WORK TASK » Hunt through the lines below for the string "types" and copy each one that has it.

DATA FOR ANALYSIS »
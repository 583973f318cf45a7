//! Cross-account resource sharing via AWS RAM
//!
//! Shares the management-account transit gateway and prefix list with the
//! workload-cluster accounts. Shares in a Deleting or Deleted status are
//! treated as absent so a freshly recreated share with the same name stays
//! observable.

use async_trait::async_trait;
use aws_sdk_ram::error::{DisplayErrorContext, ProvideErrorMetadata};
use aws_sdk_ram::types::{ResourceOwner, ResourceShareStatus};
use tracing::info;

#[cfg(test)]
use mockall::automock;

use crate::aws::is_not_found_code;
use crate::aws::types::ResourceShare;
use crate::error::{Error, Result};

/// Resource share operations against the management account
#[cfg_attr(test, automock)]
#[async_trait]
pub trait RamClient: Send + Sync {
    /// Create the share unless a live share with the same name already exists
    async fn apply_resource_share(&self, share: &ResourceShare) -> Result<()>;

    /// Delete the share by name; already absent is success
    async fn delete_resource_share(&self, name: &str) -> Result<()>;
}

/// SDK-backed implementation of [`RamClient`]
#[derive(Clone)]
pub struct SdkRamClient {
    ram: aws_sdk_ram::Client,
}

impl SdkRamClient {
    pub fn new(ram: aws_sdk_ram::Client) -> Self {
        Self { ram }
    }

    /// Look up the live share with the given name owned by this account
    async fn get_resource_share(&self, name: &str) -> Result<Option<String>> {
        let output = self
            .ram
            .get_resource_shares()
            .resource_owner(ResourceOwner::SelfValue)
            .name(name)
            .send()
            .await
            .map_err(|err| Error::aws(DisplayErrorContext(err)))?;

        let live: Vec<_> = output
            .resource_shares()
            .iter()
            .filter(|share| is_live(share.status()))
            .collect();

        match live.len() {
            0 => Ok(None),
            1 => Ok(live[0].resource_share_arn().map(str::to_string)),
            n => Err(Error::aws(format!(
                "expected 1 resource share, found {n}"
            ))),
        }
    }
}

/// True unless the share is being or has been deleted
fn is_live(status: Option<&ResourceShareStatus>) -> bool {
    !matches!(
        status,
        Some(ResourceShareStatus::Deleting) | Some(ResourceShareStatus::Deleted)
    )
}

#[async_trait]
impl RamClient for SdkRamClient {
    async fn apply_resource_share(&self, share: &ResourceShare) -> Result<()> {
        if self.get_resource_share(&share.name).await?.is_some() {
            info!(resource_share_name = %share.name, "resource share already exists");
            return Ok(());
        }

        let mut request = self
            .ram
            .create_resource_share()
            .name(&share.name)
            .allow_external_principals(true)
            .principals(&share.external_account_id);
        for arn in &share.resource_arns {
            request = request.resource_arns(arn);
        }

        request
            .send()
            .await
            .map_err(|err| Error::aws(DisplayErrorContext(err)))?;

        info!(
            resource_share_name = %share.name,
            principal = %share.external_account_id,
            "created resource share"
        );
        Ok(())
    }

    async fn delete_resource_share(&self, name: &str) -> Result<()> {
        let Some(share_arn) = self.get_resource_share(name).await? else {
            info!(resource_share_name = %name, "resource share not found");
            return Ok(());
        };

        match self
            .ram
            .delete_resource_share()
            .resource_share_arn(&share_arn)
            .send()
            .await
        {
            Ok(_) => {
                info!(resource_share_name = %name, "deleted resource share");
                Ok(())
            }
            Err(err) if matches!(err.code(), Some(code) if is_not_found_code(code)) => Ok(()),
            Err(err) => Err(Error::aws(DisplayErrorContext(err))),
        }
    }
}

EXPECTED ANSWER »
use aws_sdk_ram::types::{ResourceOwner, ResourceShareStatus};
use crate::aws::types::ResourceShare;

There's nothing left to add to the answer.